Artifact — the name represents the merging of articles, facts, and artificial intelligence — is opening up its waiting list to the public today. The company plans to let users in quickly, Systrom says. You can sign up yourself here; the app is available for both Android and iOS.

The simplest way to understand Artifact is as a kind of TikTok for text, though you might also call it Google Reader reborn as a mobile app or maybe even a surprise attack on Twitter. The app opens to a feed of popular articles chosen from a curated list of publishers ranging from leading news organizations like The New York Times to small-scale blogs about niche topics. Tap on articles that interest you, and Artifact will serve you similar posts and stories in the future, just as watching videos on TikTok’s For You page tunes its algorithm over time.

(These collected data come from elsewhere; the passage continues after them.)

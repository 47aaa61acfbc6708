//! Typed errors for the rasterization client.

/// Rasterization failures, categorized so callers can decide whether to
/// retry. None of these invalidate the command stream that was sent.
#[non_exhaustive]
#[derive(Debug, thiserror::Error)]
pub enum RasterError {
    /// The client configuration is unusable.
    #[error("invalid configuration: {0}")]
    InvalidConfig(String),

    /// The request could not be sent or the response could not be read.
    #[error("request to {url} failed")]
    Request {
        /// The endpoint that was called.
        url: String,
        /// The underlying HTTP client error.
        #[source]
        source: reqwest::Error,
    },

    /// The service answered with a non-2xx status.
    #[error("rasterization service returned HTTP {status}: {body}")]
    Status {
        /// HTTP status code.
        status: u16,
        /// Response body, usually the service's explanation.
        body: String,
    },

    /// The service answered 2xx with no image data.
    #[error("rasterization service returned an empty image")]
    EmptyImage,

    /// Every attempt failed with a retryable error.
    #[error("retries exhausted after {attempts} attempts")]
    RetriesExhausted {
        /// Total number of attempts made.
        attempts: u32,
        /// The error from the final attempt.
        #[source]
        last_error: Box<RasterError>,
    },
}

impl RasterError {
    /// Returns `true` for transient failures: timeouts, connection
    /// failures, throttling (429), and server errors (5xx).
    pub fn is_retryable(&self) -> bool {
        match self {
            RasterError::Request { source, .. } => source.is_timeout() || source.is_connect(),
            RasterError::Status { status, .. } => *status == 429 || *status >= 500,
            _ => false,
        }
    }

    /// The HTTP status, when the service answered at all.
    pub fn status(&self) -> Option<u16> {
        match self {
            RasterError::Status { status, .. } => Some(*status),
            RasterError::RetriesExhausted { last_error, .. } => last_error.status(),
            _ => None,
        }
    }
}
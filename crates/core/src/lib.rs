//! zpl-markup core library.
//!
//! Translates a label markup document (a root element holding `TEXT` and
//! `BARCODE` children) into a ZPL II command stream. The pipeline has three
//! stages: [`parse`] builds an ordered [`Document`], a [`CompilerRegistry`]
//! turns each [`Element`] into one statement, and [`assemble`] wraps the
//! statements in `^XA` / `^XZ`. [`Translator`] runs all three.

#![warn(missing_docs)]

/// Document-start / document-end wrapping of compiled statements.
pub mod assemble;
/// Per-element-kind compilers and the tag-keyed registry.
pub mod compile;
/// Markup data model and parser.
pub mod markup;
/// End-to-end translation facade and its error type.
pub mod translate;

// ── Convenience re-exports ──────────────────────────────────────────────

pub use assemble::{LABEL_END, LABEL_START, assemble};
pub use compile::{AttrDefault, Attributes, CompilerRegistry, ElementCompiler};
pub use markup::document::{Document, Element, ElementKind};
pub use markup::parser::{MalformedMarkupError, ParseResult, parse, parse_with_diagnostics};
pub use translate::{
    Strictness, TranslateError, TranslateOptions, Translation, Translator, translate,
};

pub use zpl_markup_diagnostics::{Diagnostic, Severity, Span, codes};
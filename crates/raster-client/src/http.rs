//! HTTP transport for Labelary-compatible rasterization services.

use reqwest::blocking::{Client, multipart};
use reqwest::header::{ACCEPT, CONTENT_TYPE};

use crate::{RasterConfig, RasterError, RasterImage, Rasterizer};

/// Posts the command stream as multipart field `file` and returns the image.
#[derive(Debug, Clone)]
pub struct HttpRasterizer {
    client: Client,
    endpoint: String,
}

impl HttpRasterizer {
    /// Build a client for `config`, validating the label description.
    pub fn new(config: &RasterConfig) -> Result<Self, RasterError> {
        let endpoint = config.endpoint()?;
        let client = Client::builder()
            .connect_timeout(config.timeouts.connect)
            .timeout(config.timeouts.request)
            .build()
            .map_err(|e| RasterError::InvalidConfig(format!("HTTP client: {e}")))?;
        Ok(Self { client, endpoint })
    }

    /// The URL requests are sent to.
    pub fn endpoint(&self) -> &str {
        &self.endpoint
    }

    fn request_error(&self, source: reqwest::Error) -> RasterError {
        RasterError::Request {
            url: self.endpoint.clone(),
            source,
        }
    }
}

impl Rasterizer for HttpRasterizer {
    fn rasterize(&self, zpl: &str) -> Result<RasterImage, RasterError> {
        tracing::debug!(endpoint = %self.endpoint, bytes = zpl.len(), "rasterizing");

        let form = multipart::Form::new().text("file", zpl.to_owned());
        let response = self
            .client
            .post(&self.endpoint)
            .header(ACCEPT, "image/png")
            .multipart(form)
            .send()
            .map_err(|e| self.request_error(e))?;

        let status = response.status();
        if !status.is_success() {
            let body = response.text().unwrap_or_default();
            return Err(RasterError::Status {
                status: status.as_u16(),
                body: body.trim().to_string(),
            });
        }

        let content_type = response
            .headers()
            .get(CONTENT_TYPE)
            .and_then(|v| v.to_str().ok())
            .unwrap_or("image/png")
            .to_string();
        let bytes = response.bytes().map_err(|e| self.request_error(e))?;
        if bytes.is_empty() {
            return Err(RasterError::EmptyImage);
        }

        Ok(RasterImage {
            bytes: bytes.to_vec(),
            content_type,
        })
    }
}
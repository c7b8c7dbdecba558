/// A completed word: which displayed slot it came from and what it was
#[derive(Debug, Clone, PartialEq, Eq)]
pub struct Match {
    pub index: usize,
    pub word: String,
}

/// Decide whether `input` completes one of the displayed words.
///
/// Only outer whitespace is ignored; comparison is exact, case-sensitive and
/// whole-word. When a word is displayed more than once the earliest slot wins.
pub fn evaluate(input: &str, displayed: &[String]) -> Option<Match> {
    let typed = input.trim();
    if typed.is_empty() {
        return None;
    }

    displayed
        .iter()
        .position(|word| word == typed)
        .map(|index| Match {
            index,
            word: displayed[index].clone(),
        })
}
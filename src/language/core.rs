use include_dir::{include_dir, Dir};
use serde::Deserialize;
use serde_json::{from_str, Value};

use crate::error::{Error, Result};
use crate::pool::WordPool;

static LANG_DIR: Dir = include_dir!("$CARGO_MANIFEST_DIR/src/lang");

pub const DEFAULT_LANGUAGE: &str = "english";

/// A named list of candidate words
#[derive(Clone, Debug, PartialEq)]
pub struct Language {
    pub name: String,
    pub words: Vec<String>,
}

// Word lists are accepted either as `{"name": .., "words": [..]}` or as a bare
// array. Entries are kept as raw json values so one bad entry does not sink
// the whole list.
#[derive(Deserialize)]
#[serde(untagged)]
enum RawList {
    Named { name: String, words: Vec<Value> },
    Bare(Vec<Value>),
}

impl Language {
    /// Word list compiled into the binary, e.g. `english`
    pub fn bundled(name: &str) -> Result<Self> {
        let file = LANG_DIR
            .get_file(format!("{name}.json"))
            .ok_or_else(|| Error::EmbeddedList(name.to_string()))?;
        let contents = file
            .contents_utf8()
            .ok_or_else(|| Error::EmbeddedList(name.to_string()))?;

        Self::from_json_str(name, contents).map_err(|_| Error::EmbeddedList(name.to_string()))
    }

    /// Parse a json word list. Entries that are not strings, or are blank,
    /// are skipped.
    pub fn from_json_str(fallback_name: &str, json: &str) -> serde_json::Result<Self> {
        let (name, raw) = match from_str::<RawList>(json)? {
            RawList::Named { name, words } => (name, words),
            RawList::Bare(words) => (fallback_name.to_string(), words),
        };

        let words = raw
            .iter()
            .filter_map(Value::as_str)
            .filter_map(clean_word)
            .collect();

        Ok(Self { name, words })
    }

    /// One word per line; blank lines and `#` comments are skipped
    pub fn from_plain_text(name: &str, text: &str) -> Self {
        let words = text
            .lines()
            .filter(|line| !line.trim_start().starts_with('#'))
            .filter_map(clean_word)
            .collect();

        Self {
            name: name.to_string(),
            words,
        }
    }

    pub fn into_pool(self) -> Result<WordPool> {
        WordPool::new(self.words)
    }
}

// Outer whitespace can never be typed back (input is trimmed), so drop it here
fn clean_word(raw: &str) -> Option<String> {
    let word = raw.trim();
    if word.is_empty() {
        None
    } else {
        Some(word.to_string())
    }
}
// Library surface for headless/integration tests and reuse.
// The binary in main.rs only adds the CLI and terminal setup.
pub mod app;
pub mod app_dirs;
pub mod clock;
pub mod config;
pub mod error;
pub mod language;
pub mod logging;
pub mod matcher;
pub mod metrics;
pub mod observer;
pub mod pool;
pub mod reshuffle;
pub mod runtime;
pub mod session;
pub mod ui;

pub use error::{Error, Result};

“Every time we use machine learning to improve the consumer experience, things got really good really quickly.”

Users who come in from the waitlist today will see only that central ranked feed. But Artifact beta users are currently testing two more features that Systrom expects to become core pillars of the app. One is a feed showing articles posted by users that you have chosen to follow, along with their commentary on those posts. (You won’t be able to post raw text without a link, at least for now.) The second is a direct message inbox so you can discuss the posts you read privately with friends.

In one sense, Artifact can feel like a throwback. Inspired by TikTok’s success, big social platforms have spent the past few years chasing shortform video products and the ad revenue that comes with them.

Meanwhile, like a social network from the late 2000s, Artifact has its sights set firmly on text. But the founders are hopeful that a decade-plus of lessons learned, along with recent advances in artificial intelligence, will help their app break through to a bigger audience.

Systrom and Krieger first began discussing the idea for what became Artifact a couple years ago, he told me. Systrom said he was once skeptical of the ability of machine-learning systems to improve recommendations — but his experience at Instagram turned him into a true believer.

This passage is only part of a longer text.